Syneson est à la fois une sculpture accrochée en légèreté à la pergola installée sur la place du marché, et un instrument de musique: un acousmonium(1). Les haut-parleurs font circuler des sons d’un bout à l’autre de la pergola pour créer des images acoustiques mouvantes et ainsi, donner à la « rumeur de la ville » une écoute nouvelle, une attention joyeuse et inattendue. Une brève diffusion sonore a lieu toutes les heures ; la régularité d’apparition des sons donnera des repères temporels comme le fait une horloge. Les sons créés et le concert quotidien des bruits de la ville alterneront pour se mêler en une musique « concrète » : la bande originale de la place du marché du Neudorf.

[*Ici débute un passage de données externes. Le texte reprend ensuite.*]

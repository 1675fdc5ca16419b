//! Utility functions module

pub mod links;
//! One-time loaders for the cart and search panels

use std::sync::Arc;

use async_trait::async_trait;
use serde_json::json;
use tokio::sync::RwLock;

use crate::error::{HeaderError, HeaderResult};
use crate::services::HeaderContext;
use crate::traits::{ComponentHandle, PanelLoader, Placeholders};
use crate::types::{FragmentNode, PageLocation};
use crate::utils::links::{product_link, root_link};

/// Metadata key overriding the mini cart fragment path
pub const MINI_CART_META: &str = "mini-cart";
/// Region the search results component mounts into
pub const SEARCH_RESULTS_TARGET: &str = "search-bar-result";
/// Region the search input component mounts into
pub const SEARCH_FORM_TARGET: &str = "search-bar-form";
/// Placeholder key of the search input's placeholder text
pub const SEARCH_PLACEHOLDER_KEY: &str = "Global.Search";
/// Placeholder key of the "view all results" button label
pub const SEARCH_VIEW_ALL_KEY: &str = "Global.SearchViewAll";
/// Product fields the results component substitutes into `productRoute`
const PRODUCT_ROUTE_FIELDS: (&str, &str) = ("{urlKey}", "{sku}");

/// Content mounted into a panel by its loader
#[derive(Debug, Clone, PartialEq, Eq)]
pub enum MountedContent {
    Fragment(FragmentNode),
    Component(ComponentHandle),
}

/// Shared mount point of a panel
pub type PanelMount = Arc<RwLock<Vec<MountedContent>>>;

/// Resolve a fragment path from metadata, falling back to a default
pub(crate) fn metadata_path(
    ctx: &HeaderContext,
    location: &PageLocation,
    key: &str,
    default: &str,
) -> String {
    match ctx.metadata().get(key) {
        Some(reference) => location.resolve_path(&reference).unwrap_or_else(|e| {
            log::warn!("Ignoring `{key}` metadata: {e}");
            default.to_string()
        }),
        None => default.to_string(),
    }
}

/// Fetches the mini cart fragment and mounts its first block
pub struct MiniCartLoader {
    ctx: Arc<HeaderContext>,
    location: PageLocation,
    mount: PanelMount,
}

impl MiniCartLoader {
    #[must_use]
    pub fn new(ctx: Arc<HeaderContext>, location: PageLocation, mount: PanelMount) -> Self {
        Self {
            ctx,
            location,
            mount,
        }
    }
}

#[async_trait]
impl PanelLoader for MiniCartLoader {
    async fn load(&self) -> HeaderResult<()> {
        let path = metadata_path(
            &self.ctx,
            &self.location,
            MINI_CART_META,
            &self.ctx.config().mini_cart_path,
        );
        let fragment = self.ctx.fragment_loader().load(&path).await?;
        let block = fragment
            .blocks
            .into_iter()
            .next()
            .ok_or_else(|| {
                HeaderError::MissingAnchor(format!("mini cart fragment {path} is empty"))
            })?;

        self.mount.write().await.push(MountedContent::Fragment(block));
        log::info!("Mini cart loaded from {path}");
        Ok(())
    }
}

/// Renders the search results popover and the search input
pub struct SearchPanelLoader {
    ctx: Arc<HeaderContext>,
    labels: Placeholders,
    mount: PanelMount,
}

impl SearchPanelLoader {
    #[must_use]
    pub fn new(ctx: Arc<HeaderContext>, labels: Placeholders, mount: PanelMount) -> Self {
        Self { ctx, labels, mount }
    }
}

#[async_trait]
impl PanelLoader for SearchPanelLoader {
    async fn load(&self) -> HeaderResult<()> {
        let config = self.ctx.config();
        let renderer = self.ctx.component_renderer();

        let (url_key, sku) = PRODUCT_ROUTE_FIELDS;
        let results_props = json!({
            "skeletonCount": config.search_page_size,
            "scope": "popover",
            "viewAllLabel": self.labels.get(SEARCH_VIEW_ALL_KEY),
            "viewAllHref": root_link(&config.root_prefix, "/search"),
            "productRoute": product_link(&config.root_prefix, url_key, sku),
        });
        let input_props = json!({
            "name": "search",
            "placeholder": self.labels.get(SEARCH_PLACEHOLDER_KEY),
        });

        let (results, input) = futures::try_join!(
            renderer.render(SEARCH_RESULTS_TARGET, "SearchResults", results_props),
            renderer.render(SEARCH_FORM_TARGET, "Input", input_props),
        )?;

        let mut mount = self.mount.write().await;
        mount.push(MountedContent::Component(results));
        mount.push(MountedContent::Component(input));
        log::info!("Search panel components mounted");
        Ok(())
    }
}
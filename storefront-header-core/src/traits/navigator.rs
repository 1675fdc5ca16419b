//! Page navigation Trait

use async_trait::async_trait;

use crate::error::HeaderResult;

/// Full-page navigation performed by the host
#[async_trait]
pub trait Navigator: Send + Sync {
    /// Navigate to a URL (absolute or site-relative)
    async fn navigate(&self, url: &str) -> HeaderResult<()>;

    /// Reload the current page
    async fn reload(&self) -> HeaderResult<()>;
}
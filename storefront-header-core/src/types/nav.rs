//! Navigation section types

use serde::{Deserialize, Serialize};

/// Heading of the back link shown at the top of every submenu
pub const SUBMENU_BACK_LABEL: &str = "All Categories";

/// Link inside a submenu
#[derive(Debug, Clone, PartialEq, Eq, Serialize, Deserialize)]
pub struct SubmenuItem {
    pub label: String,
    #[serde(skip_serializing_if = "Option::is_none")]
    pub href: Option<String>,
}

/// Drop-down attached to a nav section
#[derive(Debug, Clone, PartialEq, Eq, Serialize, Deserialize)]
#[serde(rename_all = "camelCase")]
pub struct Submenu {
    /// Submenu heading (the section label)
    pub title: String,
    /// Back link label used in the narrow layout
    pub back_label: String,
    pub items: Vec<SubmenuItem>,
}

/// Top-level navigation entry
#[derive(Debug, Clone, PartialEq, Eq, Serialize, Deserialize)]
#[serde(rename_all = "camelCase")]
pub struct NavSection {
    pub label: String,
    #[serde(skip_serializing_if = "Option::is_none")]
    pub submenu: Option<Submenu>,
    /// Narrow-layout "active" class, independent of expansion
    #[serde(default)]
    pub active: bool,
}

impl NavSection {
    /// Section without a drop-down
    #[must_use]
    pub fn new(label: impl Into<String>) -> Self {
        Self {
            label: label.into(),
            submenu: None,
            active: false,
        }
    }

    /// Section with a drop-down built from `items`
    #[must_use]
    pub fn with_submenu(label: impl Into<String>, items: Vec<SubmenuItem>) -> Self {
        let label = label.into();
        Self {
            submenu: Some(Submenu {
                title: label.clone(),
                back_label: SUBMENU_BACK_LABEL.to_string(),
                items,
            }),
            label,
            active: false,
        }
    }

    /// Drop-capable sections participate in expansion
    #[must_use]
    pub fn has_submenu(&self) -> bool {
        self.submenu.is_some()
    }
}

L’entrée des sons dans l’espace public se fait à la manière d’un limonaire(2). Pour ces instruments, le carton tient lieu de programme et selon les perforations (leur nombre, leur position, leur taille) une musique se joue. Dans notre cas, le carton perforé est un programme informatique généré par un logiciel qui permet de créer une partition faite de consignes (traitement du son, mode de diffusion, routage, etc.) pour jouer des échantillons sonores et les mettre en espace au travers des différents haut-parleurs.
Ce programme-carton, partition temporelle et spatiale de l’apparition des images sonores, est intitulée Syneson(3). Il y a une dimension cinématographique et horlogère évidente(4). La partition prend en compte le temps d’une année divisée en 4 saisons (hiver, printemps, été, automne) et le temps d’une journée réduite pour des raisons de voisinage à une période allant de 8h à 21h. Ainsi, 14 fois dans la journée, au début de chaque heure, une séquence sonore se déclenche. Une grande variété de sons permet de jouer des images sonores très différentes sur l’ensemble de l’année.
Syneson raconte des histoires poétiques aux scénarii ouverts et dont les animaux, leurs milieux et la météorologie en sont les protagonistes. Le jour s’ouvre avec l’entrée du merle (8h.) et se ferme avec le rossignol, la nuit (21h.). Entre-temps, entreront en scène La forêt enchantée, Le jeu des cigognes, les vaches, au loin auxquels répondront Le fantôme de la prairie, Les vache, au pré, La grotte ou L’envol des chauve-souris. Et bien d’autres choses encore puisqu’il ne s’agit là que du chapitre hivernal.
Bien sûr, il n’est pas question de coller aux saisons, mais de jouer avec elles en s’y fondant ou bien en provocant des effets de contraste pour faire surgir dans les moments les plus inattendus des souvenirs individuels – que bien souvent nous partageons : des réminiscences de jardins, de campagnes, de forêts, de montagnes, d’orages, de coups de vent,… qui laisseront apparaître la ville.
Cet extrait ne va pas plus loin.